Chronic high blood sugar causes obesity and type 2 diabetes.
I guess my quibble here is with the causality. High blood sugar is more of a symptom than the cause. (Of course, prolonged high blood sugar is the cause of all kinds of long-term issues.) It also doesn't cause obesity; if anything, prolonged high blood sugar would, through ketoacidosis, make you rapidly lose weight.
If people become more aware of how their diet impacts their blood sugar, they will be empowered to make better decisions.
Without question, yes.
We know extremely little about this rumor (if it's true at all), but the most likely scenario I see is one equivalent to ECG:
- for non-diabetics, it's good enough to get a vague "there could be an undiagnosed problem here" reading, which you then follow up with a doctor's visit.

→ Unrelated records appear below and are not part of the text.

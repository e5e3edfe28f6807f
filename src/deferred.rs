// Copyright 2021 Google LLC
//
// Licensed under the Apache License, Version 2.0 (the "License");
// you may not use this file except in compliance with the License.
// You may obtain a copy of the License at
//
//     https://www.apache.org/licenses/LICENSE-2.0
//
// Unless required by applicable law or agreed to in writing, software
// distributed under the License is distributed on an "AS IS" BASIS,
// WITHOUT WARRANTIES OR CONDITIONS OF ANY KIND, either express or implied.
// See the License for the specific language governing permissions and
// limitations under the License.

//! Deferred work requested from interrupt context.
//!
//! Interrupt handlers call [`DeferredCall::set`], which only touches an
//! atomic bitmask. The bridge's main loop later drains the mask with
//! [`UsbSpi::service`] and does the real work there.
//!
//! [`DeferredCall::set`]: struct.DeferredCall.html#method.set
//! [`UsbSpi::service`]: ../usb_spi/struct.UsbSpi.html#method.service

use bitflags::bitflags;
use core::sync::atomic::AtomicU8;
use core::sync::atomic::Ordering;

bitflags! {
    /// Pending events.
    pub struct Events: u8 {
        /// A frame arrived on the OUT endpoint.
        const RX = 1 << 0;

        /// The IN endpoint finished sending a frame.
        const TX = 1 << 1;

        /// The USB interface was reset.
        const RESET = 1 << 2;

        /// Something other than the transport wants a pass, e.g. an enable
        /// change.
        const SCHEDULE = 1 << 3;
    }
}

/// An interrupt-safe set of pending events.
pub struct DeferredCall {
    pending: AtomicU8,
}

impl DeferredCall {
    /// Creates an empty set.
    pub const fn new() -> Self {
        Self {
            pending: AtomicU8::new(0),
        }
    }

    /// Marks `events` as pending. Safe to call from an interrupt handler.
    pub fn set(&self, events: Events) {
        self.pending.fetch_or(events.bits(), Ordering::AcqRel);
    }

    /// Returns true iff anything is pending.
    pub fn has_pending(&self) -> bool {
        self.pending.load(Ordering::Acquire) != 0
    }

    /// Clears and returns the pending events.
    pub fn take(&self) -> Events {
        Events::from_bits_truncate(self.pending.swap(0, Ordering::AcqRel))
    }
}

impl Default for DeferredCall {
    fn default() -> Self {
        Self::new()
    }
}
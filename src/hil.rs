// Copyright 2021 Google LLC
//
// Licensed under the Apache License, Version 2.0 (the "License");
// you may not use this file except in compliance with the License.
// You may obtain a copy of the License at
//
//     https://www.apache.org/licenses/LICENSE-2.0
//
// Unless required by applicable law or agreed to in writing, software
// distributed under the License is distributed on an "AS IS" BASIS,
// WITHOUT WARRANTIES OR CONDITIONS OF ANY KIND, either express or implied.
// See the License for the specific language governing permissions and
// limitations under the License.

//! Interfaces to the hardware around the bridge.

use crate::config::SpiDevice;

// Raw driver error codes.
const ERROR_UNKNOWN: u16 = 1;
const ERROR_UNIMPLEMENTED: u16 = 2;
const ERROR_TIMEOUT: u16 = 10;
const ERROR_BUSY: u16 = 15;

/// Error reported by an SPI transaction.
#[derive(Clone, Copy, PartialEq, Eq, Hash, Debug)]
pub enum BusError {
    /// The transaction did not complete in time.
    Timeout,

    /// The bus is in use.
    Busy,

    /// The peripheral has no driver for this operation.
    Unimplemented,

    /// Any other driver error, by raw code.
    Other(u16),
}

impl BusError {
    /// Returns the raw driver error code.
    pub fn code(self) -> u16 {
        match self {
            Self::Timeout => ERROR_TIMEOUT,
            Self::Busy => ERROR_BUSY,
            Self::Unimplemented => ERROR_UNIMPLEMENTED,
            Self::Other(code) => code,
        }
    }

    /// The catch-all driver error.
    pub const fn unknown() -> Self {
        Self::Other(ERROR_UNKNOWN)
    }
}

/// How read data relates to write data in one transaction.
#[derive(Clone, Copy, PartialEq, Eq, Hash, Debug)]
pub enum Duplex {
    /// Clock out the write data, then clock in the read data.
    Half,

    /// Capture one read byte for every byte written.
    Full,
}

/// The bulk endpoint pair facing the host.
pub trait Transport {
    /// Takes a waiting frame, if any, copying it into `buf` and re-arming the
    /// OUT endpoint.
    ///
    /// Returns the frame length.
    fn receive(&mut self, buf: &mut [u8]) -> Option<usize>;

    /// Queues `frame` on the IN endpoint.
    ///
    /// Only called when `tx_ready()` returns true.
    fn transmit(&mut self, frame: &[u8]);

    /// Returns true iff the IN endpoint can accept a frame.
    fn tx_ready(&self) -> bool;
}

/// A synchronous SPI controller.
pub trait SpiBus {
    /// Runs one transaction against `device`, chip select included.
    ///
    /// In `Duplex::Half`, `write` is clocked out followed by `read.len()`
    /// bytes clocked in. In `Duplex::Full`, `read` has the same length as
    /// `write` and receives every byte clocked during the write.
    fn transaction(
        &mut self,
        device: &SpiDevice,
        write: &[u8],
        read: &mut [u8],
        duplex: Duplex,
    ) -> Result<(), BusError>;
}

/// Chip select lines driven directly by the host.
pub trait ChipSelect {
    /// Drives the chip select of `device`; `high` deasserts it.
    fn set_level(&mut self, device: &SpiDevice, high: bool);
}

/// Board hooks.
pub trait Board {
    /// Called when the bridge becomes usable, e.g. to mux the SPI pins.
    fn on_enable(&mut self);

    /// Called when the bridge stops being usable.
    fn on_disable(&mut self);

    /// Runs a transaction against a device flagged `CUSTOM_SPI_DEVICE`.
    fn custom_transaction(
        &mut self,
        _device: &SpiDevice,
        _write: &[u8],
        _read: &mut [u8],
        _duplex: Duplex,
    ) -> Result<(), BusError> {
        Err(BusError::Unimplemented)
    }
}

#[cfg(test)]
mod test {
    use super::*;

    #[test]
    fn raw_codes() {
        assert_eq!(BusError::Timeout.code(), 10);
        assert_eq!(BusError::Unimplemented.code(), 2);
        assert_eq!(BusError::unknown().code(), 1);
        assert_eq!(BusError::Other(0x1234).code(), 0x1234);
    }
}
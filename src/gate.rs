// Copyright 2021 Google LLC
//
// Licensed under the Apache License, Version 2.0 (the "License");
// you may not use this file except in compliance with the License.
// You may obtain a copy of the License at
//
//     https://www.apache.org/licenses/LICENSE-2.0
//
// Unless required by applicable law or agreed to in writing, software
// distributed under the License is distributed on an "AS IS" BASIS,
// WITHOUT WARRANTIES OR CONDITIONS OF ANY KIND, either express or implied.
// See the License for the specific language governing permissions and
// limitations under the License.

//! Enablement gate.
//!
//! The bridge is usable only when both the board (device side) and the host
//! (through a vendor control request) ask for it. Changes to either request
//! take effect on the next call to [`EnableGate::update`], which also runs
//! the board hooks.
//!
//! [`EnableGate::update`]: struct.EnableGate.html#method.update

use crate::hil::Board;

use log::info;

/// Combines the device-side and host-side enable requests.
#[derive(Clone, Copy, PartialEq, Eq, Debug)]
pub struct EnableGate {
    device: bool,
    host: bool,
    ignore_host: bool,
    // Last value passed to the board hooks.
    enabled: bool,
}

impl EnableGate {
    /// Creates a gate with both requests off.
    pub const fn new(ignore_host_side_enable: bool) -> Self {
        Self {
            device: false,
            host: false,
            ignore_host: ignore_host_side_enable,
            enabled: false,
        }
    }

    /// Records the board's request.
    pub fn set_device(&mut self, on: bool) {
        self.device = on;
    }

    /// Records the host's request.
    pub fn set_host(&mut self, on: bool) {
        self.host = on;
    }

    /// Returns true iff the host request is not needed.
    pub fn ignores_host(&self) -> bool {
        self.ignore_host
    }

    /// The effective state as of the last `update()`.
    pub fn is_enabled(&self) -> bool {
        self.enabled
    }

    /// The effective state the requests currently call for.
    pub fn requested(&self) -> bool {
        self.device && (self.host || self.ignore_host)
    }

    /// Applies the current requests, running the matching board hook if the
    /// effective state changed.
    ///
    /// Returns the new state on a change.
    pub fn update<B: Board>(&mut self, board: &mut B) -> Option<bool> {
        let enabled = self.requested();
        if enabled == self.enabled {
            return None;
        }
        self.enabled = enabled;
        if enabled {
            info!("usb_spi: enabled");
            board.on_enable();
        } else {
            info!("usb_spi: disabled");
            board.on_disable();
        }
        Some(enabled)
    }
}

- for diabetes, though, it frankly isn't that useful unless it handily surpasses existing CGMs in some key aspect (cost, convenience, accuracy?). Cost is tricky because of insurance, convenience is likely (but existing NFC-based reader aren't that inconvenient), accuracy is very unlikely because it would compete against invasive methods.
I used to drive as fast as possible whenever possible. Then I bought a hybrid car with a fuel economy indicator. Because I could see how my driving behavior directly impacted my fuel economy, I completely changed my driving style.
Yes, but "I have higher than expected blood glucose" isn't an indicator for "I should change my diet" but "I should go to the doctor and figure out why", even if diet changes are a possible part of the treatment.